Directions for this task:
Up to and including the line with "let parent = Path::new(&relative).parent().unwrap_or_else(||", copy the records below exactly from their first line.

Saved entries:
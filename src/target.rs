use crate::backup::{normalize_relative, BackupStore};
use crate::error::{Error, Result};
use log::debug;
use std::{
    fs,
    path::{Path, PathBuf},
};

const DISTRIBUTION_FOLDERS: [&str; 2] = ["steam", "gog"];

/// Guesses where a packaged file belongs in the game directory.
///
/// `packaged` is relative to the package's file root. Files that name a
/// shipped file are moved onto it; files that continue a previous mod
/// install keep or adopt the managed path; everything else lands as-is.
pub fn guess_target(store: &BackupStore, packaged: &Path) -> Result<String> {
    let normalized = normalize_relative(&packaged.to_string_lossy());
    let mut segments: Vec<&str> = normalized.split('/').collect();
    if segments.len() > 1
        && DISTRIBUTION_FOLDERS
            .iter()
            .any(|folder| segments[0].eq_ignore_ascii_case(folder))
    {
        segments.remove(0);
    }
    let name = segments.last().copied().unwrap_or_default();

    if segments.len() == 1 {
        if let Some(known) = store
            .known
            .root_file(name)
            .or_else(|| store.known.data_file(name))
        {
            debug!("{normalized} -> known file {known}");
            return Ok(known.to_string());
        }
    } else if segments.len() == 2 && segments[0].eq_ignore_ascii_case("data") {
        if let Some(known) = store.known.data_file(name) {
            debug!("{normalized} -> known data file {known}");
            return Ok(known.to_string());
        }
    }

    let relative = segments.join("/");
    if store.managed_root.join(&relative).exists() {
        return Ok(relative);
    }

    let parent = Path::new(&relative).parent().unwrap_or_else(|| Path::new(""));
    let candidates = paired_candidates(&store.managed_root.join(parent), Path::new(&relative))?;
    match candidates.len() {
        0 => Ok(relative),
        1 => {
            let adopted = normalize_relative(&parent.join(&candidates[0]).to_string_lossy());
            debug!("{normalized} -> paired with managed {adopted}");
            Ok(adopted)
        }
        _ => Err(Error::AmbiguousTarget {
            path: packaged.to_path_buf(),
            candidates: candidates.into_iter().map(|name| parent.join(name)).collect(),
        }),
    }
}

fn paired_candidates(dir: &Path, file: &Path) -> Result<Vec<PathBuf>> {
    let Ok(entries) = fs::read_dir(dir) else {
        return Ok(Vec::new());
    };
    let stem = lower(file.file_stem());
    let extension = lower(file.extension());

    let mut candidates = Vec::new();
    for entry in entries {
        let entry = entry.map_err(|err| Error::io(dir, err))?;
        let path = entry.path();
        if !path.is_file() {
            continue;
        }
        if lower(path.file_stem()) == stem && lower(path.extension()) != extension {
            candidates.push(PathBuf::from(entry.file_name()));
        }
    }
    candidates.sort();
    Ok(candidates)
}

fn lower(part: Option<&std::ffi::OsStr>) -> Option<String> {
    part.map(|value| value.to_string_lossy().to_lowercase())
}

#[cfg(test)]
mod tests {
    use super::*;
    use crate::known::KnownFiles;
    use tempfile::TempDir;

    fn store(dir: &TempDir) -> BackupStore {
        let known = KnownFiles::from_paths(["rfg.exe"], ["data/misc.vpp_pc", "data/table.vpp_pc"]);
        BackupStore::new(&dir.path().join("game"), &dir.path().join("backups"), known)
    }

    fn mark(store: &BackupStore, relative: &str) {
        let path = store.managed_root.join(relative);
        fs::create_dir_all(path.parent().unwrap()).unwrap();
        fs::write(path, "").unwrap();
    }

    #[test]
    fn root_files_map_to_known_paths() {
        let dir = TempDir::new().unwrap();
        let store = store(&dir);
        assert_eq!(guess_target(&store, Path::new("misc.vpp_pc")).unwrap(), "data/misc.vpp_pc");
        assert_eq!(guess_target(&store, Path::new("steam/RFG.exe")).unwrap(), "rfg.exe");
        assert_eq!(
            guess_target(&store, Path::new(r"gog\Data\table.vpp_pc")).unwrap(),
            "data/table.vpp_pc"
        );
    }

    #[test]
    fn root_files_win_over_data_files_of_the_same_name() {
        let dir = TempDir::new().unwrap();
        let known = KnownFiles::from_paths(["rfg.exe", "misc.vpp_pc"], ["data/misc.vpp_pc"]);
        let store = BackupStore::new(&dir.path().join("game"), &dir.path().join("backups"), known);
        assert_eq!(guess_target(&store, Path::new("Misc.vpp_pc")).unwrap(), "misc.vpp_pc");
        assert_eq!(
            guess_target(&store, Path::new("data/misc.vpp_pc")).unwrap(),
            "data/misc.vpp_pc"
        );
    }

    #[test]
    fn unknown_files_keep_their_path() {
        let dir = TempDir::new().unwrap();
        let store = store(&dir);
        assert_eq!(
            guess_target(&store, Path::new("data/mods/new.vpp_pc")).unwrap(),
            "data/mods/new.vpp_pc"
        );
        assert_eq!(
            guess_target(&store, Path::new("other/misc.vpp_pc")).unwrap(),
            "other/misc.vpp_pc"
        );
    }

    #[test]
    fn pairs_with_single_managed_file() {
        let dir = TempDir::new().unwrap();
        let store = store(&dir);
        mark(&store, "data/mods/new.vpp_pc");
        assert_eq!(
            guess_target(&store, Path::new("data/mods/new.vpp_pc")).unwrap(),
            "data/mods/new.vpp_pc"
        );
        assert_eq!(
            guess_target(&store, Path::new("data/mods/new.xdelta")).unwrap(),
            "data/mods/new.vpp_pc"
        );
    }

    #[test]
    fn several_pairing_candidates_are_ambiguous() {
        let dir = TempDir::new().unwrap();
        let store = store(&dir);
        mark(&store, "data/mods/new.vpp_pc");
        mark(&store, "data/mods/new.str2_pc");
        assert!(matches!(
            guess_target(&store, Path::new("data/mods/new.xdelta")),
            Err(Error::AmbiguousTarget { candidates, .. }) if candidates.len() == 2
        ));
    }
}
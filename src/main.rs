mod cli;

use anyhow::Result;

fn main() -> Result<()> {
    cli::run()
}
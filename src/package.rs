use crate::modinfo::MODINFO_FILE;
use anyhow::{anyhow, Context, Result};
use filetime::{set_file_mtime, FileTime};
use log::debug;
use std::{
    fs,
    path::{Path, PathBuf},
    sync::atomic::{AtomicUsize, Ordering},
    time::{SystemTime, UNIX_EPOCH},
};
use time::{Date, Month, PrimitiveDateTime, Time as TimeOfDay};
use walkdir::WalkDir;

pub const LOOSE_FILES_DIR: &str = "files";

#[derive(Debug)]
pub struct StagedPackage {
    pub source: PathBuf,
    pub root: PathBuf,
    staging: Option<StagingGuard>,
}

impl StagedPackage {
    pub fn is_extracted(&self) -> bool {
        self.staging.is_some()
    }

    pub fn loose_files(&self) -> Result<Vec<PathBuf>> {
        let Some(base) = find_dir_ignore_case(&self.root, LOOSE_FILES_DIR) else {
            return Ok(Vec::new());
        };
        let mut files = Vec::new();
        for entry in WalkDir::new(&base).follow_links(false).sort_by_file_name() {
            let entry = entry?;
            if !entry.file_type().is_file() {
                continue;
            }
            let rel = entry.path().strip_prefix(&base).context("rel path")?;
            files.push(rel.to_path_buf());
        }
        Ok(files)
    }

    pub fn loose_file_path(&self, relative: &Path) -> PathBuf {
        find_dir_ignore_case(&self.root, LOOSE_FILES_DIR)
            .unwrap_or_else(|| self.root.join(LOOSE_FILES_DIR))
            .join(relative)
    }
}

#[derive(Debug)]
struct StagingGuard {
    path: PathBuf,
}

impl Drop for StagingGuard {
    fn drop(&mut self) {
        if let Err(err) = fs::remove_dir_all(&self.path) {
            debug!("leaving staging dir {:?}: {err}", self.path);
        }
    }
}

pub fn stage_package(path: &Path, temp_root: &Path) -> Result<StagedPackage> {
    if !path.exists() {
        return Err(anyhow!("package not found: {path:?}"));
    }
    if path.is_dir() {
        let root = locate_package_root(path)?;
        return Ok(StagedPackage {
            source: path.to_path_buf(),
            root,
            staging: None,
        });
    }

    let extension = path
        .extension()
        .and_then(|ext| ext.to_str())
        .unwrap_or("")
        .to_ascii_lowercase();
    let temp_dir = make_temp_dir(temp_root, &extension)?;
    let guard = StagingGuard {
        path: temp_dir.clone(),
    };
    match extension.as_str() {
        "zip" => extract_zip(path, &temp_dir)?,
        "7z" => sevenz_rust::decompress_file(path, &temp_dir)
            .with_context(|| format!("extract 7z archive {path:?}"))?,
        _ => return Err(anyhow!("unsupported package format: {path:?}")),
    }
    let root = locate_package_root(&temp_dir)?;
    debug!("staged {path:?} at {root:?}");
    Ok(StagedPackage {
        source: path.to_path_buf(),
        root,
        staging: Some(guard),
    })
}

/// The shallowest folder holding a mod description. Archives often wrap
/// the package in a top-level folder.
fn locate_package_root(dir: &Path) -> Result<PathBuf> {
    let mut candidates: Vec<(PathBuf, usize)> = Vec::new();
    for entry in WalkDir::new(dir).follow_links(false).max_depth(4) {
        let entry = entry?;
        if entry.file_type().is_file()
            && entry
                .file_name()
                .to_string_lossy()
                .eq_ignore_ascii_case(MODINFO_FILE)
        {
            if let Some(parent) = entry.path().parent() {
                candidates.push((parent.to_path_buf(), entry.depth()));
            }
        }
    }
    candidates.sort_by(|a, b| a.1.cmp(&b.1).then_with(|| a.0.cmp(&b.0)));
    candidates
        .into_iter()
        .next()
        .map(|(path, _)| path)
        .ok_or_else(|| anyhow!("no {MODINFO_FILE} found in {dir:?}"))
}

fn find_dir_ignore_case(parent: &Path, name: &str) -> Option<PathBuf> {
    fs::read_dir(parent)
        .ok()?
        .flatten()
        .map(|entry| entry.path())
        .find(|path| {
            path.is_dir()
                && path
                    .file_name()
                    .map(|file| file.to_string_lossy().eq_ignore_ascii_case(name))
                    .unwrap_or(false)
        })
}

fn extract_zip(path: &Path, dest: &Path) -> Result<()> {
    let file = fs::File::open(path).context("open zip")?;
    let mut archive = zip::ZipArchive::new(file).context("read zip")?;

    for i in 0..archive.len() {
        let mut file = archive.by_index(i).context("zip entry")?;
        let Some(out_path) = file.enclosed_name() else {
            continue;
        };

        let out_path = dest.join(out_path);
        if file.is_dir() {
            fs::create_dir_all(&out_path).context("create zip dir")?;
            continue;
        }

        if let Some(parent) = out_path.parent() {
            fs::create_dir_all(parent).context("create zip dir")?;
        }

        let mut out_file = fs::File::create(&out_path).context("write zip entry")?;
        std::io::copy(&mut file, &mut out_file).context("extract zip entry")?;
        if let Some(mtime) = file.last_modified().and_then(zip_time_to_unix) {
            let _ = set_file_mtime(&out_path, FileTime::from_unix_time(mtime, 0));
        }
    }

    Ok(())
}

fn zip_time_to_unix(dt: zip::DateTime) -> Option<i64> {
    let month = Month::try_from(dt.month()).ok()?;
    let date = Date::from_calendar_date(dt.year() as i32, month, dt.day()).ok()?;
    let time = TimeOfDay::from_hms(dt.hour(), dt.minute(), dt.second()).ok()?;
    Some(PrimitiveDateTime::new(date, time).assume_utc().unix_timestamp())
}

static TEMP_COUNTER: AtomicUsize = AtomicUsize::new(0);

fn make_temp_dir(temp_root: &Path, suffix: &str) -> Result<PathBuf> {
    fs::create_dir_all(temp_root).context("create temp root")?;
    let counter = TEMP_COUNTER.fetch_add(1, Ordering::Relaxed);
    let nanos = SystemTime::now()
        .duration_since(UNIX_EPOCH)
        .unwrap_or_default()
        .as_nanos();
    let temp_dir = temp_root.join(format!("package-{nanos}-{counter}-{suffix}"));
    fs::create_dir_all(&temp_dir).context("create temp dir")?;
    Ok(temp_dir)
}
use anyhow::{anyhow, bail, Context, Result};
use serde::Serialize;
use std::path::{Path, PathBuf};
use vppforge::{
    archive::ZipArchiveCodec,
    config::AppConfig,
    game,
    install::{self, InstallManifest, Selections},
    known::KnownFiles,
    modinfo::ModInfo,
    options::ModOption,
    package::stage_package,
};

#[derive(Clone, Copy, PartialEq, Eq)]
enum OutputFormat {
    Text,
    Json,
}

impl OutputFormat {
    fn parse(value: &str) -> Option<Self> {
        match value {
            "json" => Some(OutputFormat::Json),
            "text" => Some(OutputFormat::Text),
            _ => None,
        }
    }
}

struct GlobalOptions {
    format: OutputFormat,
    verbosity: u8,
}

enum CliCommand {
    Init { game_root: Option<PathBuf>, rescan: bool },
    Inputs(PathBuf),
    Install {
        packages: Vec<PathBuf>,
        selections: Selections,
    },
    Uninstall { vanilla: bool },
    RecordUpdate(Vec<String>),
    Status,
    Paths,
    Help,
    Version,
}

pub fn run() -> Result<()> {
    let args: Vec<String> = std::env::args().skip(1).collect();
    let (global, tokens) = parse_global_options(&args)?;
    init_logging(global.verbosity);
    let command = parse_command(&tokens)?;
    match command {
        CliCommand::Help => {
            print_help();
            Ok(())
        }
        CliCommand::Version => {
            println!("vppforge v{}", env!("CARGO_PKG_VERSION"));
            Ok(())
        }
        command => {
            let config = AppConfig::load_or_create()?;
            run_command(config, command, global.format)
        }
    }
}

fn init_logging(verbosity: u8) {
    let level = match verbosity {
        0 => "warn",
        1 => "info",
        _ => "debug",
    };
    env_logger::Builder::from_env(env_logger::Env::default().default_filter_or(level))
        .format_timestamp(None)
        .init();
}

fn parse_global_options(args: &[String]) -> Result<(GlobalOptions, Vec<String>)> {
    let mut format = OutputFormat::Text;
    let mut verbosity = 0;
    let mut tokens = Vec::new();
    let mut iter = args.iter();
    while let Some(arg) = iter.next() {
        if let Some(value) = arg.strip_prefix("--format=") {
            format = OutputFormat::parse(value)
                .ok_or_else(|| anyhow!("Unknown format: {value} (use 'text' or 'json')"))?;
            continue;
        }
        if arg == "--format" {
            let value = iter.next().ok_or_else(|| anyhow!("--format requires a value"))?;
            format = OutputFormat::parse(value)
                .ok_or_else(|| anyhow!("Unknown format: {value} (use 'text' or 'json')"))?;
            continue;
        }
        if arg == "--verbose" {
            verbosity += 1;
            continue;
        }
        if arg.starts_with("-v") && arg.chars().skip(1).all(|ch| ch == 'v') {
            verbosity += (arg.len() - 1) as u8;
            continue;
        }
        tokens.push(arg.to_string());
    }

    Ok((GlobalOptions { format, verbosity }, tokens))
}

fn parse_command(tokens: &[String]) -> Result<CliCommand> {
    let Some(head) = tokens.first() else {
        return Ok(CliCommand::Help);
    };
    let rest = tokens.get(1..).unwrap_or(&[]);
    match head.as_str() {
        "--help" | "-h" | "help" => Ok(CliCommand::Help),
        "--version" | "-V" | "version" => Ok(CliCommand::Version),
        "init" => {
            let mut game_root = None;
            let mut rescan = false;
            let mut iter = rest.iter();
            while let Some(arg) = iter.next() {
                match arg.as_str() {
                    "--game-root" => {
                        let value = iter
                            .next()
                            .ok_or_else(|| anyhow!("--game-root requires a path"))?;
                        game_root = Some(PathBuf::from(value));
                    }
                    value if value.starts_with("--game-root=") => {
                        game_root = Some(PathBuf::from(value.trim_start_matches("--game-root=")));
                    }
                    "--rescan" => rescan = true,
                    other => bail!("Unknown init option: {other}"),
                }
            }
            Ok(CliCommand::Init { game_root, rescan })
        }
        "inputs" => {
            let package = rest
                .first()
                .ok_or_else(|| anyhow!("inputs requires a package path"))?;
            Ok(CliCommand::Inputs(PathBuf::from(package)))
        }
        "install" => {
            let mut packages = Vec::new();
            let mut selections = Selections::new();
            let mut iter = rest.iter();
            while let Some(arg) = iter.next() {
                match arg.as_str() {
                    "--select" => {
                        let value = iter
                            .next()
                            .ok_or_else(|| anyhow!("--select requires name=index"))?;
                        selections.push_index_arg(value)?;
                    }
                    "--custom" => {
                        let value = iter
                            .next()
                            .ok_or_else(|| anyhow!("--custom requires name=text"))?;
                        selections.push_custom_arg(value)?;
                    }
                    value if value.starts_with("--select=") => {
                        selections.push_index_arg(value.trim_start_matches("--select="))?;
                    }
                    value if value.starts_with("--custom=") => {
                        selections.push_custom_arg(value.trim_start_matches("--custom="))?;
                    }
                    value if value.starts_with("--") => bail!("Unknown install option: {value}"),
                    path => packages.push(PathBuf::from(path)),
                }
            }
            if packages.is_empty() {
                bail!("install requires one or more package paths");
            }
            Ok(CliCommand::Install {
                packages,
                selections,
            })
        }
        "uninstall" => {
            let vanilla = rest.iter().any(|arg| arg == "--vanilla");
            Ok(CliCommand::Uninstall { vanilla })
        }
        "record-update" => {
            if rest.is_empty() {
                bail!("record-update requires one or more game-relative paths");
            }
            Ok(CliCommand::RecordUpdate(rest.to_vec()))
        }
        "status" => Ok(CliCommand::Status),
        "paths" => Ok(CliCommand::Paths),
        other => bail!("Unknown command: {other} (see 'vppforge help')"),
    }
}
use crate::error::{Error, Result};
use crate::xml::{XmlElement, XmlNode};
use serde::Serialize;
use std::collections::BTreeMap;
use std::fmt;
use std::path::PathBuf;

#[derive(Debug, Clone, PartialEq, Eq, Hash, Serialize)]
pub struct VppPath {
    pub archive: String,
    pub file: String,
}

impl VppPath {
    pub fn new(archive: &str, file: &str) -> Self {
        Self {
            archive: normalize_separators(archive),
            file: normalize_separators(file),
        }
    }

    /// Splits a mod file attribute at the first `*.vpp*` segment.
    pub fn parse(raw: &str) -> Result<Self> {
        let normalized = normalize_separators(raw.trim());
        let segments: Vec<&str> = normalized.split('/').filter(|s| !s.is_empty()).collect();
        let archive_end = segments
            .iter()
            .position(|segment| is_archive_segment(segment))
            .ok_or_else(|| Error::InvalidVppPath(raw.to_string()))?;
        if archive_end + 1 >= segments.len() {
            return Err(Error::InvalidVppPath(raw.to_string()));
        }
        Ok(Self {
            archive: segments[..=archive_end].join("/"),
            file: segments[archive_end + 1..].join("/"),
        })
    }

    pub fn archive_key(&self) -> String {
        self.archive.to_lowercase()
    }

    pub fn file_key(&self) -> String {
        self.file.to_lowercase()
    }
}

impl fmt::Display for VppPath {
    fn fmt(&self, f: &mut fmt::Formatter<'_>) -> fmt::Result {
        write!(f, "{}/{}", self.archive, self.file)
    }
}

fn normalize_separators(value: &str) -> String {
    value.replace('\\', "/").trim_matches('/').to_string()
}

fn is_archive_segment(segment: &str) -> bool {
    segment
        .rsplit_once('.')
        .map(|(_, ext)| ext.to_ascii_lowercase().starts_with("vpp"))
        .unwrap_or(false)
}

#[derive(Debug, Clone, PartialEq, Eq)]
pub struct FileSwap {
    pub index: usize,
    pub path: VppPath,
    pub source: PathBuf,
}

#[derive(Debug, Clone, PartialEq, Eq)]
pub struct XmlEdit {
    pub index: usize,
    pub path: VppPath,
    pub action: Option<String>,
    pub fragment: Vec<XmlNode>,
}

impl XmlEdit {
    pub fn as_element(&self) -> XmlElement {
        let mut element = XmlElement::new("Edit");
        element.children = self.fragment.clone();
        element
    }
}

#[derive(Debug, Clone, PartialEq, Eq)]
pub enum Operation {
    FileSwap(FileSwap),
    XmlEdit(XmlEdit),
}

impl Operation {
    pub fn index(&self) -> usize {
        match self {
            Operation::FileSwap(swap) => swap.index,
            Operation::XmlEdit(edit) => edit.index,
        }
    }

    pub fn path(&self) -> &VppPath {
        match self {
            Operation::FileSwap(swap) => &swap.path,
            Operation::XmlEdit(edit) => &edit.path,
        }
    }
}

pub fn partition(operations: Vec<Operation>) -> (Vec<FileSwap>, Vec<XmlEdit>) {
    let mut swaps = Vec::new();
    let mut edits = Vec::new();
    for operation in operations {
        match operation {
            Operation::FileSwap(swap) => swaps.push(swap),
            Operation::XmlEdit(edit) => edits.push(edit),
        }
    }
    (swaps, edits)
}

#[derive(Debug, Clone, Default)]
pub struct ArchiveOperations {
    pub archive: String,
    pub swaps: BTreeMap<String, Vec<FileSwap>>,
    pub edits: BTreeMap<String, Vec<XmlEdit>>,
}

impl ArchiveOperations {
    pub fn touches(&self, entry_key: &str) -> bool {
        self.swaps.contains_key(entry_key) || self.edits.contains_key(entry_key)
    }

    pub fn entry_keys(&self) -> Vec<String> {
        let mut keys: Vec<String> = self.swaps.keys().chain(self.edits.keys()).cloned().collect();
        keys.sort();
        keys.dedup();
        keys
    }

    pub fn operation_count(&self) -> usize {
        self.swaps.values().map(Vec::len).sum::<usize>()
            + self.edits.values().map(Vec::len).sum::<usize>()
    }
}

/// Archive key to its operations. One archive is read and written once no
/// matter how many mods or entries touch it.
pub type OperationGroups = BTreeMap<String, ArchiveOperations>;

pub fn group_by_vpp(swaps: Vec<FileSwap>, edits: Vec<XmlEdit>) -> OperationGroups {
    let mut groups = OperationGroups::new();

    for swap in swaps {
        let group = groups
            .entry(swap.path.archive_key())
            .or_insert_with(|| ArchiveOperations {
                archive: swap.path.archive.clone(),
                ..ArchiveOperations::default()
            });
        group.swaps.entry(swap.path.file_key()).or_default().push(swap);
    }
    for edit in edits {
        let group = groups
            .entry(edit.path.archive_key())
            .or_insert_with(|| ArchiveOperations {
                archive: edit.path.archive.clone(),
                ..ArchiveOperations::default()
            });
        group.edits.entry(edit.path.file_key()).or_default().push(edit);
    }

    for group in groups.values_mut() {
        for bucket in group.swaps.values_mut() {
            bucket.sort_by_key(|swap| swap.index);
        }
        for bucket in group.edits.values_mut() {
            bucket.sort_by_key(|edit| edit.index);
        }
    }
    groups
}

Answer to this task:
filename src/target.rs
use crate::backup::{normalize_relative, BackupStore};
use crate::error::{Error, Result};
use log::debug;
use std::{
    fs,
    path::{Path, PathBuf},
};

const DISTRIBUTION_FOLDERS: [&str; 2] = ["steam", "gog"];

/// Guesses where a packaged file belongs in the game directory.
///
/// `packaged` is relative to the package's file root. Files that name a
/// shipped file are moved onto it; files that continue a previous mod
/// install keep or adopt the managed path; everything else lands as-is.
pub fn guess_target(store: &BackupStore, packaged: &Path) -> Result<String> {
    let normalized = normalize_relative(&packaged.to_string_lossy());
    let mut segments: Vec<&str> = normalized.split('/').collect();
    if segments.len() > 1
        && DISTRIBUTION_FOLDERS
            .iter()
            .any(|folder| segments[0].eq_ignore_ascii_case(folder))
    {
        segments.remove(0);
    }
    let name = segments.last().copied().unwrap_or_default();

    if segments.len() == 1 {
        if let Some(known) = store
            .known
            .root_file(name)
            .or_else(|| store.known.data_file(name))
        {
            debug!("{normalized} -> known file {known}");
            return Ok(known.to_string());
        }
    } else if segments.len() == 2 && segments[0].eq_ignore_ascii_case("data") {
        if let Some(known) = store.known.data_file(name) {
            debug!("{normalized} -> known data file {known}");
            return Ok(known.to_string());
        }
    }

    let relative = segments.join("/");
    if store.managed_root.join(&relative).exists() {
        return Ok(relative);
    }

    let parent = Path::new(&relative).parent().unwrap_or_else(|| Path::new(""));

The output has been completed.